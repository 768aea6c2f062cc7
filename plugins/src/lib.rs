pub mod bigquery;
pub mod factory;
pub mod http;
pub mod pinecone;
pub mod supabase;
use std::collections::HashMap;

use serde::{Deserialize, Serialize};
use serde_json::{Map, Value};

/// How the user interacted with the item.
#[derive(Debug, Clone, Copy, PartialEq, Eq, Serialize, Deserialize)]
#[serde(rename_all = "snake_case")]
pub enum InteractionType {
    ClickOut,
    Saved,
}

impl InteractionType {
    pub fn as_str(self) -> &'static str {
        match self {
            InteractionType::ClickOut => "click_out",
            InteractionType::Saved => "saved",
        }
    }
}

impl std::fmt::Display for InteractionType {
    fn fmt(&self, f: &mut std::fmt::Formatter<'_>) -> std::fmt::Result {
        f.write_str(self.as_str())
    }
}

impl std::str::FromStr for InteractionType {
    type Err = String;

    fn from_str(s: &str) -> Result<Self, Self::Err> {
        match s.trim().to_lowercase().as_str() {
            "click_out" => Ok(InteractionType::ClickOut),
            "saved" => Ok(InteractionType::Saved),
            _ => Err(format!("Invalid interaction type: {}", s)),
        }
    }
}

/// One warehouse interaction record.
#[derive(Debug, Clone, PartialEq, Serialize, Deserialize)]
pub struct InteractionRow {
    pub user_id: String,
    pub item_id: String,
    pub point_id: String,
    #[serde(default, skip_serializing_if = "Option::is_none")]
    pub interaction_type: Option<InteractionType>,
    /// Any other columns the query returned.
    #[serde(default, flatten)]
    pub extra: Map<String, Value>,
}

impl InteractionRow {
    pub fn new(
        user_id: impl Into<String>,
        item_id: impl Into<String>,
        point_id: impl Into<String>,
    ) -> Self {
        Self {
            user_id: user_id.into(),
            item_id: item_id.into(),
            point_id: point_id.into(),
            interaction_type: None,
            extra: Map::new(),
        }
    }

    pub fn with_interaction(mut self, interaction_type: InteractionType) -> Self {
        self.interaction_type = Some(interaction_type);
        self
    }

    /// Key lookup across the fixed columns and the extra ones.
    pub fn get(&self, key: &str) -> Option<Value> {
        match key {
            "user_id" => Some(Value::String(self.user_id.clone())),
            "item_id" => Some(Value::String(self.item_id.clone())),
            "point_id" => Some(Value::String(self.point_id.clone())),
            "interaction_type" => self
                .interaction_type
                .map(|t| Value::String(t.as_str().to_string())),
            _ => self.extra.get(key).cloned(),
        }
    }
}

/// All rows of one user, as yielded by a row source.
#[derive(Debug, Clone, PartialEq)]
pub struct UserRows {
    pub user_id: String,
    pub rows: Vec<InteractionRow>,
}

/// Group rows by `user_id`. Groups appear in order of each user's first row
/// and keep their rows in input order; a user never appears twice.
pub fn group_by_user(rows: impl IntoIterator<Item = InteractionRow>) -> Vec<UserRows> {
    let mut groups: Vec<UserRows> = Vec::new();
    let mut positions: HashMap<String, usize> = HashMap::new();

    for row in rows {
        match positions.get(&row.user_id) {
            Some(&idx) => groups[idx].rows.push(row),
            None => {
                positions.insert(row.user_id.clone(), groups.len());
                groups.push(UserRows {
                    user_id: row.user_id.clone(),
                    rows: vec![row],
                });
            }
        }
    }

    groups
}

#[cfg(test)]
mod tests {
    use super::*;
    use serde_json::json;

    #[test]
    fn test_group_by_user_merges_non_contiguous_rows() {
        let rows = vec![
            InteractionRow::new("u2", "a", "p1"),
            InteractionRow::new("u1", "b", "p2"),
            InteractionRow::new("u2", "c", "p3"),
        ];
        let groups = group_by_user(rows);
        assert_eq!(groups.len(), 2);
        assert_eq!(groups[0].user_id, "u2");
        let items: Vec<_> = groups[0].rows.iter().map(|r| r.item_id.as_str()).collect();
        assert_eq!(items, vec!["a", "c"]);
        assert_eq!(groups[1].user_id, "u1");
    }

    #[test]
    fn test_group_by_user_empty() {
        assert!(group_by_user(Vec::new()).is_empty());
    }

    #[test]
    fn test_row_deserializes_extra_columns() {
        let row: InteractionRow = serde_json::from_value(json!({
            "user_id": "u1",
            "item_id": "i1",
            "point_id": "p1",
            "interaction_type": "saved",
            "brand": "acme"
        }))
        .unwrap();
        assert_eq!(row.interaction_type, Some(InteractionType::Saved));
        assert_eq!(row.get("brand"), Some(json!("acme")));
        assert_eq!(row.get("point_id"), Some(json!("p1")));
    }

    #[test]
    fn test_interaction_type_from_str() {
        assert_eq!(
            "click_out".parse::<InteractionType>(),
            Ok(InteractionType::ClickOut)
        );
        assert!("view".parse::<InteractionType>().is_err());
    }
}
use carsearch_common::{FieldCatalog, FieldDescriptor};

use crate::grammar::MAX_SORT_FIELDS;

/// Instruction and request text for one translation.
#[derive(Debug, Clone, PartialEq, Eq)]
pub struct Prompt {
    pub system: String,
    pub user: String,
}

const MORE_VALUES_NOTE: &str = "There are more enum values for this field";

const FILTER_SYNTAX: &str = r#"## Filtering (for the filter_by property) ##

Matching values: The syntax is {fieldName} followed by the match operator : and a string value or an array of string values separated by commas. Do not wrap values in double or single quotes. Examples:
 - model:prius
 - make:[BMW,Nissan] returns cars manufactured by BMW OR Nissan.

Numeric filters: Use :[min..max] for ranges, or the comparison operators :>, :<, :>=, :<=, :=. Examples:
 - year:[2000..2020]
 - highway_mpg:>40
 - msrp:=30000

Multiple conditions: Separate conditions with &&. Examples:
 - engine_hp:>100 && vehicle_size:[Compact,Midsize]
 - market_category:=Luxury && market_category:=Performance

OR conditions across fields: Use || only for different fields. Examples:
 - vehicle_size:Large || vehicle_style:Wagon
 - (vehicle_size:Large || vehicle_style:Wagon) && year:>2010

If the same field is filtered on several values in an || (OR) operation, use the multi-value syntax instead. For example:
`make:BMW || make:Honda || make:Ford`
must be written as:
`make:[BMW,Honda,Ford]`

Negation: Use :!= to exclude values. Examples:
 - make:!=Nissan
 - make:!=[Nissan,BMW]

If a string value contains parentheses, surround the value with backticks. For example, the value "premium unleaded (required)" is written as:
 - engine_fuel_type:`premium unleaded (required)`
 - engine_fuel_type:!=`premium unleaded (required)`"#;

const SORTING_HINTS: &str = r#"Sorting hints:
 - When the user asks for something like "good mileage", sort by highway_mpg and/or city_mpg.
 - When the user asks for something like "powerful", sort by engine_hp.
 - When the user asks for something like "latest", sort by year."#;

const OUTPUT_INSTRUCTIONS: &str = "Provide valid JSON with the correct filter and sort format. Only include properties with non-null values. Do not add extra text or explanations.";

/// Assemble the prompt for `raw_query`. Pure: the same catalog and query
/// always give the same text.
pub fn build_prompt(catalog: &FieldCatalog, raw_query: &str) -> Prompt {
    let system = format!(
        "You are assisting a user in searching for cars. Convert their query into the appropriate search query format based on the instructions below.

### Query Syntax ###

{FILTER_SYNTAX}

Only use fields marked Filter = Yes in filter_by. Enum values list the most common values of a field; prefer them when they match what the user means.

## Sorting (for the sort_by property) ##

You can sort by at most {MAX_SORT_FIELDS} fields at a time, and only by fields marked Sort = Yes. The syntax is {{fieldName}}: followed by asc (ascending) or desc (descending). When sorting by several fields, separate them with a comma. Examples:
 - msrp:desc
 - year:asc,city_mpg:desc

{SORTING_HINTS}

## Car properties ##

{table}

### Query (for the query property) ###
Include query only if both filter_by and sort_by are inadequate.

### Output Instructions ###

{OUTPUT_INSTRUCTIONS}",
        table = render_catalog_table(catalog),
    );

    Prompt {
        system,
        user: raw_query.to_string(),
    }
}

/// Markdown table of the catalog: non-facet fields first, then facet fields
/// with their enumerated values, each group in schema order.
pub fn render_catalog_table(catalog: &FieldCatalog) -> String {
    let mut lines = vec![
        "| Name | Data Type | Filter | Sort | Enum Values | Description |".to_string(),
        "|------|-----------|--------|------|-------------|-------------|".to_string(),
    ];

    let (facets, plain): (Vec<&FieldDescriptor>, Vec<&FieldDescriptor>) =
        catalog.iter().partition(|f| f.facet);

    for field in plain.into_iter().chain(facets) {
        lines.push(render_row(field));
    }

    lines.join("\n")
}

fn render_row(field: &FieldDescriptor) -> String {
    let enums = match &field.enum_values {
        Some(e) if !e.values.is_empty() => e.values.join(", "),
        _ => "N/A".to_string(),
    };

    let mut description = field.description.clone().unwrap_or_default();
    if field.enum_values.as_ref().is_some_and(|e| e.has_more) {
        if !description.is_empty() {
            description.push(' ');
        }
        description.push_str(MORE_VALUES_NOTE);
    }

    format!(
        "| {} | {} | {} | {} | {} | {} |",
        field.name,
        field.data_type,
        yes_no(field.filterable),
        yes_no(field.sortable),
        enums,
        description,
    )
}

fn yes_no(value: bool) -> &'static str {
    if value {
        "Yes"
    } else {
        "No"
    }
}
use schemars::{schema_for, JsonSchema};
use serde::de::DeserializeOwned;
use serde_json::{Map, Value};

/// Types the model can be constrained to return.
///
/// Implemented for anything that is `JsonSchema + DeserializeOwned`.
pub trait StructuredOutput: JsonSchema + DeserializeOwned {
    /// JSON schema in the shape strict structured-output endpoints accept:
    /// every object closed with `additionalProperties: false`, every property
    /// listed in `required` (nullable ones included), and no `$ref`s.
    fn response_schema() -> Value {
        let mut value = serde_json::to_value(schema_for!(Self)).unwrap_or_default();

        let definitions = match &mut value {
            Value::Object(map) => {
                map.remove("$schema");
                map.remove("definitions")
            }
            _ => None,
        }
        .unwrap_or(Value::Null);

        normalize(&mut value, &definitions);
        value
    }

    /// Schema name sent alongside the response format.
    fn schema_name() -> String {
        let name = <Self as JsonSchema>::schema_name();
        let mut out = String::with_capacity(name.len() + 4);
        for (i, c) in name.chars().enumerate() {
            if c.is_ascii_uppercase() {
                if i > 0 {
                    out.push('_');
                }
                out.push(c.to_ascii_lowercase());
            } else if c.is_ascii_alphanumeric() {
                out.push(c);
            } else {
                out.push('_');
            }
        }
        out
    }
}

impl<T: JsonSchema + DeserializeOwned> StructuredOutput for T {}

fn normalize(value: &mut Value, definitions: &Value) {
    match value {
        Value::Object(map) => {
            if let Some(resolved) = resolve_ref(map, definitions) {
                *value = resolved;
                normalize(value, definitions);
                return;
            }

            if let Some(Value::Array(all_of)) = map.get("allOf") {
                if all_of.len() == 1 {
                    *value = all_of[0].clone();
                    normalize(value, definitions);
                    return;
                }
            }

            if map.get("type").and_then(Value::as_str) == Some("object") {
                close_object(map);
            }

            for child in map.values_mut() {
                normalize(child, definitions);
            }
        }
        Value::Array(items) => {
            for item in items.iter_mut() {
                normalize(item, definitions);
            }
        }
        _ => {}
    }
}

fn resolve_ref(map: &Map<String, Value>, definitions: &Value) -> Option<Value> {
    let path = map.get("$ref")?.as_str()?;
    let name = path.strip_prefix("#/definitions/")?;
    definitions.get(name).cloned()
}

fn close_object(map: &mut Map<String, Value>) {
    map.insert("additionalProperties".to_string(), Value::Bool(false));

    let keys: Vec<Value> = match map.get("properties") {
        Some(Value::Object(props)) => props.keys().cloned().map(Value::String).collect(),
        _ => Vec::new(),
    };
    map.insert("required".to_string(), Value::Array(keys));
}

#[cfg(test)]
mod tests {
    use super::*;
    use serde::Deserialize;

    #[derive(Deserialize, JsonSchema)]
    #[allow(dead_code)]
    struct SearchParams {
        /// Free-text term.
        query: Option<String>,
        filter_by: Option<String>,
        sort_by: Option<String>,
    }

    #[test]
    fn nullable_fields_are_all_required() {
        let schema = SearchParams::response_schema();
        let obj = schema.as_object().unwrap();

        assert!(!obj.contains_key("$schema"));
        assert_eq!(obj.get("additionalProperties"), Some(&Value::Bool(false)));

        let required: Vec<&str> = obj["required"]
            .as_array()
            .unwrap()
            .iter()
            .filter_map(Value::as_str)
            .collect();
        assert_eq!(required.len(), 3);
        assert!(required.contains(&"query"));
        assert!(required.contains(&"filter_by"));
        assert!(required.contains(&"sort_by"));
    }

    #[test]
    fn doc_comments_become_descriptions() {
        let schema = SearchParams::response_schema();
        assert_eq!(
            schema["properties"]["query"]["description"],
            Value::String("Free-text term.".to_string())
        );
    }

    #[test]
    fn nested_definitions_are_inlined() {
        #[derive(Deserialize, JsonSchema)]
        #[allow(dead_code)]
        struct Range {
            min: Option<i64>,
            max: Option<i64>,
        }

        #[derive(Deserialize, JsonSchema)]
        #[allow(dead_code)]
        struct PriceQuery {
            price: Range,
            make: String,
        }

        let schema = PriceQuery::response_schema();
        let obj = schema.as_object().unwrap();
        assert!(!obj.contains_key("definitions"));

        let price = obj["properties"]["price"].as_object().unwrap();
        assert!(!price.contains_key("$ref"));
        assert_eq!(price.get("type"), Some(&Value::String("object".to_string())));
        assert_eq!(price.get("additionalProperties"), Some(&Value::Bool(false)));
    }

    #[test]
    fn schema_name_is_snake_case() {
        assert_eq!(<SearchParams as StructuredOutput>::schema_name(), "search_params");
    }
}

--------------------------------------------------

» **Task requirements**:
What lines in the material above hold the string "StructuredOutput"? List them.

» **Output below**:
pub trait StructuredOutput: JsonSchema + DeserializeOwned {
impl<T: JsonSchema + DeserializeOwned> StructuredOutput for T {}
        assert_eq!(<SearchParams as StructuredOutput>::schema_name(), "search_params");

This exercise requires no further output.